Tea Time

Half-past four will be found a good time for tea. Soon after five the healthiest hunger will have been appeased, and then, having “let digestion wait on appetite,” marshal your guests into the drawing-room and allow them to “fall to” to amuse themselves.

Let the revels be of the simplest. If there is one game children love more than another it is Musical Chairs, and as there cannot be a person living, who does not know that historic pastime, there will be no need to describe it in detail.

However, among your young guests you will be sure to find one or two boys who do not care to play the game, yet who can be made exceedingly useful in another way as “umpires.” Most boys of fourteen or fifteen have a great sense of honor when games are under consideration; let two boys, then, be the arbiters of the sport—let them decide whether, when the music stopped, Tommy found a seat before Johnny, or whether Billy was too rough when he pushed Mary aside and took the seat that should have been hers. You will have no need to grumble at the impartiality or the reverse of the young umpires.

After Musical Chairs, what better than Blind Man’s Buff, a game that never stales, made more exciting if “Buff,” after having caught a victim, fails to identify his prey, and must therefore pay a forfeit to be chosen by his captive? Children love forfeits.

Hissing and Clapping, Dumb Crambo, Acting Proverbs—there is no end to the games that children love. And let them choose their own. You will add a thousandfold to the success of your party if you allow your guests to please themselves, and by so doing you will give yourself far more pleasure than would be the case if you “fussed about” arranging, directing, ordering. Children love responsibility as much as “grown-ups.”

Above all, remember that “Boys will be boys.” It is only with the greatest tact that you will be able to eliminate the boisterous element, which will crop up now and again in the best regulated parties. If you can enlist in your services some jolly bachelor who loves children, and who can romp with them as a child, you will have solved the problem of keeping down the rowdy element. A man of this stamp can work wonders with an obstreperous youngster, can smooth out the creases in your handiwork, can keep things at concert pitch, and if at the end of the party he is a worn-out and exhausted wreck—being who he is, he won’t mind.
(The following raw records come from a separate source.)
//! Configuration for the duel relay.
//!
//! Values are layered, later layers winning:
//!
//! 1. built-in defaults,
//! 2. an optional TOML file (`--config` or `DUEL_RELAY_CONFIG`),
//! 3. environment variables:
//!    - `DUEL_BIND_ADDR`      (default: "0.0.0.0")
//!    - `DUEL_TCP_PORT`       (default: "8911")
//!    - `DUEL_WS_PORT`        (default: "8913")
//!    - `DUEL_LOBBY_PORT`     (default: "24555")
//!    - `DUEL_MAX_CLIENTS`    (default: "1024")
//!    - `DUEL_PORT_MIN`       (default: "7000")
//!    - `DUEL_PORT_MAX`       (default: "8900", exclusive)
//!    - `DUEL_ENGINE_PROGRAM` (default: "./YGOServer.exe")
//!    - `DUEL_ENGINE_DIR`     (default: "ygocore")
//!    - `DUEL_LOG_LEVEL`      (default: "info")
//! 4. command-line flags (see `main.rs`).
//!
//! Call [`Config::validate`] once all layers are applied.

use std::env;
use std::fs;
use std::path::{Path, PathBuf};
use std::str::FromStr;
use std::time::Duration;

use serde::{Deserialize, Serialize};
use tracing::info;

use duel_core::PortAllocator;

use crate::error::ConfigError;

/// Environment variable naming the config file.
pub const CONFIG_PATH_ENV: &str = "DUEL_RELAY_CONFIG";

#[derive(Debug, Clone, Default, PartialEq, Serialize, Deserialize)]
#[serde(default)]
pub struct Config {
    pub server: ServerConfig,
    pub ports: PortRange,
    pub engine: EngineConfig,
    pub relay: RelayConfig,
    pub logging: LoggingConfig,
}

/// Listen endpoints.
#[derive(Debug, Clone, PartialEq, Serialize, Deserialize)]
#[serde(default)]
pub struct ServerConfig {
    /// IP address / interface to bind to (e.g. "0.0.0.0" or "127.0.0.1").
    pub bind_addr: String,

    /// Raw engine protocol over TCP.
    pub tcp_port: u16,

    /// Engine protocol over WebSocket binary messages.
    pub ws_port: u16,

    /// Lobby directory channel (WebSocket, JSON).
    pub lobby_port: u16,

    /// Maximum simultaneously connected clients, per listener.
    pub max_clients: usize,
}

impl Default for ServerConfig {
    fn default() -> Self {
        ServerConfig {
            bind_addr: "0.0.0.0".to_string(),
            tcp_port: 8911,
            ws_port: 8913,
            lobby_port: 24555,
            max_clients: 1024,
        }
    }
}

/// Engine port pool, `[min, max)`.
#[derive(Debug, Clone, Copy, PartialEq, Eq, Serialize, Deserialize)]
#[serde(default)]
pub struct PortRange {
    pub min: u16,
    pub max: u16,
}

impl Default for PortRange {
    fn default() -> Self {
        PortRange { min: 7000, max: 8900 }
    }
}

impl PortRange {
    pub fn contains(&self, port: u16) -> bool {
        port >= self.min && port < self.max
    }
}

/// How to run one engine process.
#[derive(Debug, Clone, PartialEq, Serialize, Deserialize)]
#[serde(default)]
pub struct EngineConfig {
    /// Engine executable. Relative paths resolve against `working_dir`.
    pub program: PathBuf,

    /// Arguments placed before `<port> <config file>`.
    pub args: Vec<String>,

    /// Working directory of the engine (its install directory).
    pub working_dir: PathBuf,

    /// How long a new engine may take to print its ready marker.
    pub ready_timeout_ms: u64,
}

impl Default for EngineConfig {
    fn default() -> Self {
        EngineConfig {
            program: PathBuf::from("./YGOServer.exe"),
            args: Vec::new(),
            working_dir: PathBuf::from("ygocore"),
            ready_timeout_ms: 15_000,
        }
    }
}

impl EngineConfig {
    pub fn ready_timeout(&self) -> Duration {
        Duration::from_millis(self.ready_timeout_ms)
    }
}

#[derive(Debug, Clone, PartialEq, Serialize, Deserialize)]
#[serde(default)]
pub struct RelayConfig {
    /// Client bytes held per connection while its engine is starting.
    pub max_pending_bytes: usize,
}

impl Default for RelayConfig {
    fn default() -> Self {
        RelayConfig {
            max_pending_bytes: 64 * 1024,
        }
    }
}

#[derive(Debug, Clone, Copy, PartialEq, Eq, Default, Serialize, Deserialize)]
#[serde(rename_all = "lowercase")]
pub enum LogFormat {
    #[default]
    Text,
    Json,
}

impl FromStr for LogFormat {
    type Err = String;

    fn from_str(s: &str) -> Result<Self, Self::Err> {
        match s {
            "text" => Ok(LogFormat::Text),
            "json" => Ok(LogFormat::Json),
            other => Err(format!("unknown log format {other:?}")),
        }
    }
}

#[derive(Debug, Clone, PartialEq, Serialize, Deserialize)]
#[serde(default)]
pub struct LoggingConfig {
    /// Filter directive used when `RUST_LOG` is unset.
    pub level: String,
    pub format: LogFormat,
}

impl Default for LoggingConfig {
    fn default() -> Self {
        LoggingConfig {
            level: "info".to_string(),
            format: LogFormat::Text,
        }
    }
}

impl Config {
    /// Defaults, then the config file (explicit `path`, else
    /// `DUEL_RELAY_CONFIG`), then process environment overrides.
    pub fn load(path: Option<&Path>) -> Result<Self, ConfigError> {
        let from_env = env::var_os(CONFIG_PATH_ENV).map(PathBuf::from);
        let path = path.map(Path::to_path_buf).or(from_env);

        let mut config = match path {
            Some(path) => {
                info!(path = %path.display(), "loading config file");
                Config::from_file(&path)?
            }
            None => Config::default(),
        };
        config.apply_env_overrides(|key| env::var(key).ok())?;
        Ok(config)
    }

    /// Parse a TOML file; missing sections and fields take their defaults.
    pub fn from_file(path: &Path) -> Result<Self, ConfigError> {
        let text = fs::read_to_string(path).map_err(|source| ConfigError::Read {
            path: path.to_path_buf(),
            source,
        })?;
        toml::from_str(&text).map_err(|source| ConfigError::Parse {
            path: path.to_path_buf(),
            source,
        })
    }

    /// Apply `DUEL_*` overrides, reading variables through `lookup`.
    pub fn apply_env_overrides<F>(&mut self, lookup: F) -> Result<(), ConfigError>
    where
        F: Fn(&str) -> Option<String>,
    {
        if let Some(v) = lookup("DUEL_BIND_ADDR") {
            self.server.bind_addr = v;
        }
        override_parsed(&lookup, "DUEL_TCP_PORT", &mut self.server.tcp_port)?;
        override_parsed(&lookup, "DUEL_WS_PORT", &mut self.server.ws_port)?;
        override_parsed(&lookup, "DUEL_LOBBY_PORT", &mut self.server.lobby_port)?;
        override_parsed(&lookup, "DUEL_MAX_CLIENTS", &mut self.server.max_clients)?;
        override_parsed(&lookup, "DUEL_PORT_MIN", &mut self.ports.min)?;
        override_parsed(&lookup, "DUEL_PORT_MAX", &mut self.ports.max)?;
        if let Some(v) = lookup("DUEL_ENGINE_PROGRAM") {
            self.engine.program = PathBuf::from(v);
        }
        if let Some(v) = lookup("DUEL_ENGINE_DIR") {
            self.engine.working_dir = PathBuf::from(v);
        }
        if let Some(v) = lookup("DUEL_LOG_LEVEL") {
            self.logging.level = v;
        }
        Ok(())
    }

    /// Reject configurations the relay cannot run with.
    pub fn validate(&self) -> Result<(), ConfigError> {
        if self.ports.min >= self.ports.max {
            return Err(ConfigError::Invalid(format!(
                "engine port range [{}, {}) is empty",
                self.ports.min, self.ports.max
            )));
        }

        // Port 0 asks the OS for an ephemeral port and cannot collide.
        let listeners = [
            ("tcp_port", self.server.tcp_port),
            ("ws_port", self.server.ws_port),
            ("lobby_port", self.server.lobby_port),
        ];
        for (name, port) in listeners {
            if port != 0 && self.ports.contains(port) {
                return Err(ConfigError::Invalid(format!(
                    "server.{name} {port} lies inside the engine port range [{}, {})",
                    self.ports.min, self.ports.max
                )));
            }
        }
        for (i, (a_name, a)) in listeners.iter().enumerate() {
            for (b_name, b) in &listeners[i + 1..] {
                if *a != 0 && a == b {
                    return Err(ConfigError::Invalid(format!(
                        "server.{a_name} and server.{b_name} are both {a}"
                    )));
                }
            }
        }

        if self.engine.ready_timeout_ms == 0 {
            return Err(ConfigError::Invalid(
                "engine.ready_timeout_ms must be positive".to_string(),
            ));
        }
        if self.server.max_clients == 0 {
            return Err(ConfigError::Invalid(
                "server.max_clients must be positive".to_string(),
            ));
        }
        Ok(())
    }

    pub fn port_allocator(&self) -> PortAllocator {
        PortAllocator::new(self.ports.min, self.ports.max)
    }

    /// Convenience: `addr:port` socket strings for the three listeners.
    pub fn tcp_addr_string(&self) -> String {
        format!("{}:{}", self.server.bind_addr, self.server.tcp_port)
    }

    pub fn ws_addr_string(&self) -> String {
        format!("{}:{}", self.server.bind_addr, self.server.ws_port)
    }

    pub fn lobby_addr_string(&self) -> String {
        format!("{}:{}", self.server.bind_addr, self.server.lobby_port)
    }
}

fn override_parsed<T, F>(lookup: &F, key: &str, slot: &mut T) -> Result<(), ConfigError>
where
    T: FromStr,
    F: Fn(&str) -> Option<String>,
{
    match lookup(key) {
        Some(value) => {
            *slot = value.parse::<T>().map_err(|_| ConfigError::Env {
                key: key.to_string(),
                value,
            })?;
            Ok(())
        }
        None => Ok(()),
    }
}

#[cfg(test)]
mod tests {
    use super::*;
    use std::collections::HashMap;
    use std::io::Write;

    fn lookup_from(pairs: &[(&str, &str)]) -> impl Fn(&str) -> Option<String> {
        let map: HashMap<String, String> = pairs
            .iter()
            .map(|(k, v)| (k.to_string(), v.to_string()))
            .collect();
        move |key| map.get(key).cloned()
    }

    #[test]
    fn defaults_are_valid() {
        let config = Config::default();
        assert_eq!(config.server.tcp_port, 8911);
        assert_eq!(config.server.ws_port, 8913);
        assert_eq!(config.server.lobby_port, 24555);
        assert_eq!(config.ports, PortRange { min: 7000, max: 8900 });
        config.validate().unwrap();
    }

    #[test]
    fn partial_toml_keeps_other_defaults() {
        let mut file = tempfile::NamedTempFile::new().unwrap();
        writeln!(
            file,
            r#"
[server]
tcp_port = 9911

[engine]
program = "/opt/engine/run"
args = ["--quiet"]
ready_timeout_ms = 500

[logging]
format = "json"
"#
        )
        .unwrap();

        let config = Config::from_file(file.path()).unwrap();
        assert_eq!(config.server.tcp_port, 9911);
        assert_eq!(config.server.ws_port, 8913);
        assert_eq!(config.engine.program, PathBuf::from("/opt/engine/run"));
        assert_eq!(config.engine.args, vec!["--quiet".to_string()]);
        assert_eq!(config.engine.ready_timeout(), Duration::from_millis(500));
        assert_eq!(config.logging.format, LogFormat::Json);
        assert_eq!(config.relay, RelayConfig::default());
    }

    #[test]
    fn bad_toml_reports_path() {
        let mut file = tempfile::NamedTempFile::new().unwrap();
        writeln!(file, "[server\ntcp_port = ").unwrap();
        match Config::from_file(file.path()) {
            Err(ConfigError::Parse { path, .. }) => assert_eq!(path, file.path()),
            other => panic!("unexpected {other:?}"),
        }
    }

    #[test]
    fn missing_file_is_read_error() {
        let dir = tempfile::tempdir().unwrap();
        let path = dir.path().join("absent.toml");
        assert!(matches!(
            Config::from_file(&path),
            Err(ConfigError::Read { .. })
        ));
    }

    #[test]
    fn env_overrides_win_over_file_values() {
        let mut config = Config::default();
        config
            .apply_env_overrides(lookup_from(&[
                ("DUEL_BIND_ADDR", "127.0.0.1"),
                ("DUEL_LOBBY_PORT", "5000"),
                ("DUEL_PORT_MIN", "10000"),
                ("DUEL_PORT_MAX", "10010"),
                ("DUEL_ENGINE_DIR", "/srv/ygocore"),
                ("DUEL_LOG_LEVEL", "debug"),
            ]))
            .unwrap();

        assert_eq!(config.server.bind_addr, "127.0.0.1");
        assert_eq!(config.server.lobby_port, 5000);
        assert_eq!(config.ports, PortRange { min: 10000, max: 10010 });
        assert_eq!(config.engine.working_dir, PathBuf::from("/srv/ygocore"));
        assert_eq!(config.logging.level, "debug");
        assert_eq!(config.lobby_addr_string(), "127.0.0.1:5000");
    }

    #[test]
    fn unparsable_env_value_is_an_error() {
        let mut config = Config::default();
        let err = config
            .apply_env_overrides(lookup_from(&[("DUEL_TCP_PORT", "eighty")]))
            .unwrap_err();
        match err {
            ConfigError::Env { key, value } => {
                assert_eq!(key, "DUEL_TCP_PORT");
                assert_eq!(value, "eighty");
            }
            other => panic!("unexpected {other:?}"),
        }
    }

    #[test]
    fn validate_rejects_empty_range() {
        let mut config = Config::default();
        config.ports = PortRange { min: 7000, max: 7000 };
        assert!(matches!(config.validate(), Err(ConfigError::Invalid(_))));
    }

    #[test]
    fn validate_rejects_listener_inside_range() {
        let mut config = Config::default();
        config.server.ws_port = 7500;
        assert!(matches!(config.validate(), Err(ConfigError::Invalid(_))));
    }

    #[test]
    fn validate_rejects_duplicate_listeners_but_allows_ephemeral() {
        let mut config = Config::default();
        config.server.ws_port = config.server.tcp_port;
        assert!(config.validate().is_err());

        config.server.tcp_port = 0;
        config.server.ws_port = 0;
        config.server.lobby_port = 0;
        config.validate().unwrap();
    }

    #[test]
    fn validate_rejects_zero_timeout() {
        let mut config = Config::default();
        config.engine.ready_timeout_ms = 0;
        assert!(config.validate().is_err());
    }
}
So seven o’clock comes. The time for farewells has arrived. Wraps and coats must be put on, and the little ones, flushed, excited, happy, are dispatched to their various homes.

“Thank you so much, it has been fun.” “We’ve had a ripping time, thank you.” “It’s been splendid.” Such thanks as these will repay you for three hours of babel and pandemonium, for all the forethought and tact you have brought to bear on a by no means too easy task.